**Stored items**
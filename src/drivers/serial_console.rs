use embedded_hal::serial::Write;
use nb::block;

/// Line-oriented debug log over any blocking-capable serial writer
pub struct SerialConsole<W> {
    uart: W,
}

impl<W: Write<u8>> SerialConsole<W> {
    pub fn new(uart: W) -> Self {
        Self { uart }
    }

    pub fn write_byte(&mut self, byte: u8) -> Result<(), W::Error> {
        block!(self.uart.write(byte))
    }

    pub fn write_str(&mut self, s: &str) -> Result<(), W::Error> {
        for byte in s.bytes() {
            self.write_byte(byte)?;
        }
        Ok(())
    }

    pub fn write_line(&mut self, s: &str) -> Result<(), W::Error> {
        self.write_str(s)?;
        self.write_str("\r\n")
    }

    // Debug helper - print hex value
    pub fn write_hex(&mut self, val: u8) -> Result<(), W::Error> {
        const HEX_CHARS: [u8; 16] = *b"0123456789ABCDEF";
        self.write_byte(HEX_CHARS[(val >> 4) as usize])?;
        self.write_byte(HEX_CHARS[(val & 0xF) as usize])
    }

    // Print formatted debug info
    pub fn debug(&mut self, msg: &str, val: u8) -> Result<(), W::Error> {
        self.write_str("[DBG] ")?;
        self.write_str(msg)?;
        self.write_str(": 0x")?;
        self.write_hex(val)?;
        self.write_str("\r\n")
    }

    pub fn flush(&mut self) -> Result<(), W::Error> {
        block!(self.uart.flush())
    }

    pub fn release(self) -> W {
        self.uart
    }
}

impl<W: Write<u8>> ufmt::uWrite for SerialConsole<W> {
    type Error = W::Error;

    fn write_str(&mut self, s: &str) -> Result<(), Self::Error> {
        SerialConsole::write_str(self, s)
    }
}
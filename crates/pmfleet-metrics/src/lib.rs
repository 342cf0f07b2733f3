//! ---
//! ems_section: "03-persistence-logging"
//! ems_subsection: "module"
//! ems_type: "source"
//! ems_scope: "code"
//! ems_description: "Metrics collection and export utilities."
//! ems_version: "v0.0.0-prealpha"
//! ems_owner: "tbd"
//! ---
use std::net::{SocketAddr, TcpListener as StdTcpListener};
use std::sync::Arc;

use anyhow::{Context, Result};
use axum::http::{header, HeaderValue, StatusCode};
use axum::routing::get;
use axum::{response::IntoResponse, Router};
use prometheus::core::Collector;
use prometheus::{Registry, TextEncoder};
use tokio::net::TcpListener;
use tokio::sync::oneshot;
use tokio::task::JoinHandle;
use tracing::{error, info};

mod daemon;
mod fleet;

pub use daemon::{DaemonMetrics, StartupReport};
pub use fleet::{FleetMetrics, PollOutcome};

pub type SharedRegistry = Arc<Registry>;

pub fn new_registry() -> SharedRegistry {
    Arc::new(Registry::new())
}

/// Register `collector` and hand it back for recording.
pub(crate) fn registered<C>(registry: &Registry, collector: C) -> Result<C>
where
    C: Collector + Clone + 'static,
{
    let name = collector
        .desc()
        .first()
        .map(|desc| desc.fq_name.clone())
        .unwrap_or_default();
    registry
        .register(Box::new(collector.clone()))
        .with_context(|| format!("failed to register metric {name}"))?;
    Ok(collector)
}

/// Render every family in `registry` in the Prometheus text format.
pub fn render(registry: &Registry) -> Result<String> {
    TextEncoder::new()
        .encode_to_string(&registry.gather())
        .context("failed to encode metrics")
}

/// Serve `registry` at `/metrics` on `addr`. Port `0` picks a free port;
/// [`MetricsServer::addr`] reports the bound one.
pub fn spawn_http_server(registry: SharedRegistry, addr: SocketAddr) -> Result<MetricsServer> {
    let app = Router::new().route(
        "/metrics",
        get({
            let registry = registry.clone();
            move || metrics_handler(registry.clone())
        }),
    );

    let std_listener = StdTcpListener::bind(addr)
        .with_context(|| format!("failed to bind metrics listener {}", addr))?;
    std_listener
        .set_nonblocking(true)
        .with_context(|| "failed to configure metrics listener as non-blocking")?;
    let bound = std_listener
        .local_addr()
        .with_context(|| "failed to read metrics listener address")?;
    let listener = TcpListener::from_std(std_listener)
        .with_context(|| "failed to convert std listener into tokio listener")?;

    info!(address = %bound, "metrics server starting");

    let (shutdown_tx, shutdown_rx) = oneshot::channel();
    let handle: JoinHandle<Result<()>> = tokio::spawn(async move {
        axum::serve(listener, app.into_make_service())
            .with_graceful_shutdown(async move {
                let _ = shutdown_rx.await;
            })
            .await
            .context("metrics server encountered an error")?;
        Ok(())
    });

    Ok(MetricsServer {
        addr: bound,
        shutdown: Some(shutdown_tx),
        task: handle,
    })
}

async fn metrics_handler(registry: SharedRegistry) -> impl IntoResponse {
    match render(&registry) {
        Ok(body) => (
            StatusCode::OK,
            [(
                header::CONTENT_TYPE,
                HeaderValue::from_static(prometheus::TEXT_FORMAT),
            )],
            body,
        )
            .into_response(),
        Err(err) => {
            error!(error = %err, "failed to encode metrics");
            (
                StatusCode::INTERNAL_SERVER_ERROR,
                String::from("metrics encoding error"),
            )
                .into_response()
        }
    }
}

/// Handle to the running HTTP exporter.
#[derive(Debug)]
pub struct MetricsServer {
    addr: SocketAddr,
    shutdown: Option<oneshot::Sender<()>>,
    task: JoinHandle<Result<()>>,
}

impl MetricsServer {
    pub fn addr(&self) -> SocketAddr {
        self.addr
    }

    /// Signal shutdown and await task completion.
    pub async fn shutdown(mut self) -> Result<()> {
        if let Some(tx) = self.shutdown.take() {
            let _ = tx.send(());
        }
        match self.task.await {
            Ok(Ok(())) => Ok(()),
            Ok(Err(err)) => Err(err),
            Err(join_err) => Err(anyhow::Error::new(join_err)),
        }
    }
}

pub use prometheus;

#[cfg(test)]
mod tests {
    use super::*;
    use tokio::io::{AsyncReadExt, AsyncWriteExt};
    use tokio::net::TcpStream;

    #[tokio::test]
    async fn exporter_serves_registered_families() {
        let registry = new_registry();
        let fleet = FleetMetrics::new(registry.clone()).unwrap();
        fleet.record_poll("pm-1", PollOutcome::Ok, 0.01);

        let server = spawn_http_server(registry, SocketAddr::from(([127, 0, 0, 1], 0))).unwrap();
        assert_ne!(server.addr().port(), 0);

        let mut stream = TcpStream::connect(server.addr()).await.unwrap();
        stream
            .write_all(b"GET /metrics HTTP/1.1\r\nHost: localhost\r\nConnection: close\r\n\r\n")
            .await
            .unwrap();
        let mut response = String::new();
        stream.read_to_string(&mut response).await.unwrap();

        assert!(response.starts_with("HTTP/1.1 200"));
        assert!(response.contains("pmfleet_polls_total"));
        server.shutdown().await.unwrap();
    }
}
//! ---
//! ems_section: "02-device-telemetry"
//! ems_subsection: "module"
//! ems_type: "source"
//! ems_scope: "code"
//! ems_description: "Power meter polling against scripted register transports."
//! ems_version: "v0.0.0-prealpha"
//! ems_owner: "tbd"
//! ---
use std::sync::atomic::{AtomicBool, Ordering};
use std::sync::Arc;
use std::time::Duration;

use async_trait::async_trait;
use bytes::Bytes;
use parking_lot::Mutex;
use pmfleet_meter::{
    ClientOptions, DeviceProfile, MeterError, PowerMeter, RegisterTransport, TransportError,
};

#[derive(Clone, Default)]
struct ScriptedTransport {
    /// Raw code served for the real-import-power register.
    power_code: Arc<Mutex<i16>>,
    reads: Arc<Mutex<usize>>,
    delay: Option<Duration>,
    closed: Arc<AtomicBool>,
}

#[async_trait]
impl RegisterTransport for ScriptedTransport {
    async fn read_holding_registers(
        &self,
        address: u16,
        quantity: u16,
    ) -> Result<Bytes, TransportError> {
        *self.reads.lock() += 1;
        if let Some(delay) = self.delay {
            tokio::time::sleep(delay).await;
        }
        let mut words = vec![0u8; usize::from(quantity) * 2];
        if address == 272 {
            // register 276 sits at word 4 of the second window
            let code = *self.power_code.lock();
            words[8..10].copy_from_slice(&code.to_be_bytes());
        }
        Ok(Bytes::from(words))
    }

    async fn close(&self) {
        self.closed.store(true, Ordering::SeqCst);
    }
}

fn options(timeout: Duration) -> ClientOptions {
    ClientOptions {
        address: "127.0.0.1".into(),
        port: 502,
        unit_id: 1,
        timeout,
    }
}

fn meter_with(transport: ScriptedTransport, timeout: Duration) -> PowerMeter {
    PowerMeter::builder(DeviceProfile::pm180(), options(timeout))
        .client_factory(move |_| Box::new(transport) as Box<dyn RegisterTransport>)
        .build()
        .expect("meter")
}

#[test]
fn building_without_factory_fails() {
    let err = PowerMeter::builder(DeviceProfile::pm180(), options(Duration::from_secs(1)))
        .build()
        .unwrap_err();
    assert!(matches!(err, MeterError::NoClient));
    assert!(err.to_string().starts_with("ERR_NO_CLIENT"));
}

#[test]
fn zero_interval_is_rejected_at_build() {
    let err = PowerMeter::builder(DeviceProfile::pm180(), options(Duration::from_secs(1)))
        .client_factory(|_| Box::new(ScriptedTransport::default()) as Box<dyn RegisterTransport>)
        .collect_snaps_interval(Duration::ZERO)
        .build()
        .unwrap_err();
    assert!(matches!(err, MeterError::InvalidSampleInterval));
}

#[test]
fn history_capacity_follows_interval() {
    let meter = PowerMeter::builder(DeviceProfile::pm180(), options(Duration::from_secs(1)))
        .client_factory(|_| Box::new(ScriptedTransport::default()) as Box<dyn RegisterTransport>)
        .collect_snaps_interval(Duration::from_secs(30))
        .build()
        .unwrap();
    assert_eq!(meter.history().capacity(), 30);
}

#[tokio::test]
async fn cache_read_before_any_poll_is_invalid() {
    let mut meter = meter_with(ScriptedTransport::default(), Duration::from_secs(1));
    let err = meter.prep_snap(true).await.unwrap_err();
    assert!(matches!(err, MeterError::DataInvalid));
}

#[tokio::test]
async fn fresh_and_cached_snaps_share_one_read() {
    let transport = ScriptedTransport::default();
    *transport.power_code.lock() = 5000;
    let reads = transport.reads.clone();
    let mut meter = meter_with(transport, Duration::from_secs(1));

    let fresh = meter.prep_snap(false).await.unwrap();
    assert_eq!(*reads.lock(), 3);
    assert!(fresh.power_w > 0.0);
    assert_eq!(fresh.historical_average_w, fresh.power_w);

    let cached = meter.prep_snap(true).await.unwrap();
    assert_eq!(*reads.lock(), 3);
    assert_eq!(cached.power_w, fresh.power_w);
    assert_eq!(meter.history().occupied(), 2);
}

#[tokio::test]
async fn history_averages_across_polls() {
    let transport = ScriptedTransport::default();
    let code = transport.power_code.clone();
    let mut meter = meter_with(transport, Duration::from_secs(1));

    *code.lock() = 5000;
    let first = meter.prep_snap(false).await.unwrap();
    *code.lock() = -1;
    let second = meter.prep_snap(false).await.unwrap();

    assert_eq!(second.power_w, 0.0);
    assert_eq!(second.historical_average_w, first.power_w / 2.0);
}

#[tokio::test(start_paused = true)]
async fn slow_transport_times_out_without_snapshot() {
    let transport = ScriptedTransport {
        delay: Some(Duration::from_millis(300)),
        ..ScriptedTransport::default()
    };
    let mut meter = meter_with(transport, Duration::from_millis(500));
    let err = meter.prep_snap(false).await.unwrap_err();
    match err {
        MeterError::Transport(TransportError::Timeout { after }) => {
            assert_eq!(after, Duration::from_millis(500));
        }
        other => panic!("unexpected error {other:?}"),
    }
    assert_eq!(meter.history().occupied(), 0);
    assert!(matches!(
        meter.prep_snap(true).await.unwrap_err(),
        MeterError::DataInvalid
    ));
}

#[tokio::test]
async fn close_reaches_the_transport_and_info_is_exposed() {
    let transport = ScriptedTransport::default();
    let closed = transport.closed.clone();
    let meter = meter_with(transport, Duration::from_secs(1));

    let info = meter.select_info();
    assert_eq!(info.address, "127.0.0.1");
    assert_eq!(info.port, 502);
    assert_eq!(info.unit_id, 1);

    meter.close().await;
    assert!(closed.load(Ordering::SeqCst));
}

**What the exercise asks**
Your reply should be one number: the count of lines above that hold the word "true".

**Finished task**
6